> **Task statement**
Among the entries below, extract exactly the lines that run from the one with "Turn, points: u32" through the one with "the one reported.", both ends included.
▬▬▬
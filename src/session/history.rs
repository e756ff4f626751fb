//! Record of completed session transitions.

use serde::{Deserialize, Serialize};

use crate::cards::CardId;
use crate::core::{Coord, PlayerId};
use crate::rules::Turn;

/// What a seat did with its turn.
#[derive(Clone, Debug, PartialEq, Eq, Serialize, Deserialize)]
pub enum TurnAction {
    /// Placed cards on the grid.
    Play { placements: Turn, points: u32 },
    /// Discarded cards and drew replacements.
    Exchange { cards: Vec<CardId> },
    /// Swapped a card from hand for a wild on the grid.
    ReplaceWild { coord: Coord, card: CardId },
}

#[derive(Clone, Debug, PartialEq, Eq, Serialize, Deserialize)]
pub struct TurnRecord {
    /// 1-based turn counter at the time of the action.
    pub turn: u32,
    pub player: PlayerId,
    pub action: TurnAction,
}

impl TurnRecord {
    /// Points scored by this action (only plays score).
    #[must_use]
    pub fn points(&self) -> u32 {
        match &self.action {
            TurnAction::Play { points, .. } => *points,
            TurnAction::Exchange { .. } | TurnAction::ReplaceWild { .. } => 0,
        }
    }
}
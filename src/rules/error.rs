//! Turn rejection reasons.

use thiserror::Error;

use crate::cards::Attribute;
use crate::core::Coord;
use crate::grid::Line;

/// Why a proposed turn is illegal.
///
/// Checks run in a fixed order and the first failure is the one reported.
/// The `Display` text is the player-facing reason; the fields identify the
/// offending cell or line for callers that want to highlight it.
#[derive(Clone, Debug, PartialEq, Eq, Error)]
pub enum TurnError {
    #[error("play 1 to 4 cards")]
    CardCount { count: usize },

    #[error("cards must be in a single straight line")]
    NotStraight,

    #[error("cell already occupied")]
    Occupied { coord: Coord },

    #[error("duplicate placement")]
    DuplicatePlacement { coord: Coord },

    #[error("must connect to existing cards")]
    Disconnected,

    #[error("line length must be 2 to 4")]
    LineLength { line: Line },

    #[error("line rule failed")]
    LineRule { line: Line, attribute: Attribute },
}

impl TurnError {
    /// Player-facing reason text.
    #[must_use]
    pub fn reason(&self) -> String {
        self.to_string()
    }

    /// The attribute that broke a line, for `LineRule` rejections.
    #[must_use]
    pub fn failed_attribute(&self) -> Option<Attribute> {
        match self {
            TurnError::LineRule { attribute, .. } => Some(*attribute),
            _ => None,
        }
    }
}
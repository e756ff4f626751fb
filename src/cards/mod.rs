//! Cards: the `Card` sum type, its attributes, and deck construction.
//!
//! ## Key Types
//!
//! - `Card`: a normal card (color, shape, number) or a wild
//! - `CardId`: identity of a physical card, unique per deck
//! - `Attribute` / `Symbol`: per-attribute projection used by line checks
//! - `Deck`: ordered draw pile built from a seeded shuffle

pub mod attributes;
pub mod card;
pub mod deck;

pub use attributes::{Attribute, Symbol};
pub use card::{Card, CardId, Color, Number, Shape};
pub use deck::{Deck, NORMAL_CARDS};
▬▬▬
> **Response**
    Play { placements: Turn, points: u32 },
    /// Discarded cards and drew replacements.
    Exchange { cards: Vec<CardId> },
    /// Swapped a card from hand for a wild on the grid.
    ReplaceWild { coord: Coord, card: CardId },
}

#[derive(Clone, Debug, PartialEq, Eq, Serialize, Deserialize)]
pub struct TurnRecord {
    /// 1-based turn counter at the time of the action.
    pub turn: u32,
    pub player: PlayerId,
    pub action: TurnAction,
}

impl TurnRecord {
    /// Points scored by this action (only plays score).
    #[must_use]
    pub fn points(&self) -> u32 {
        match &self.action {
            TurnAction::Play { points, .. } => *points,
            TurnAction::Exchange { .. } | TurnAction::ReplaceWild { .. } => 0,
        }
    }
}
filename src/rules/error.rs
//! Turn rejection reasons.

use thiserror::Error;

use crate::cards::Attribute;
use crate::core::Coord;
use crate::grid::Line;

/// Why a proposed turn is illegal.
///
/// Checks run in a fixed order and the first failure is the one reported.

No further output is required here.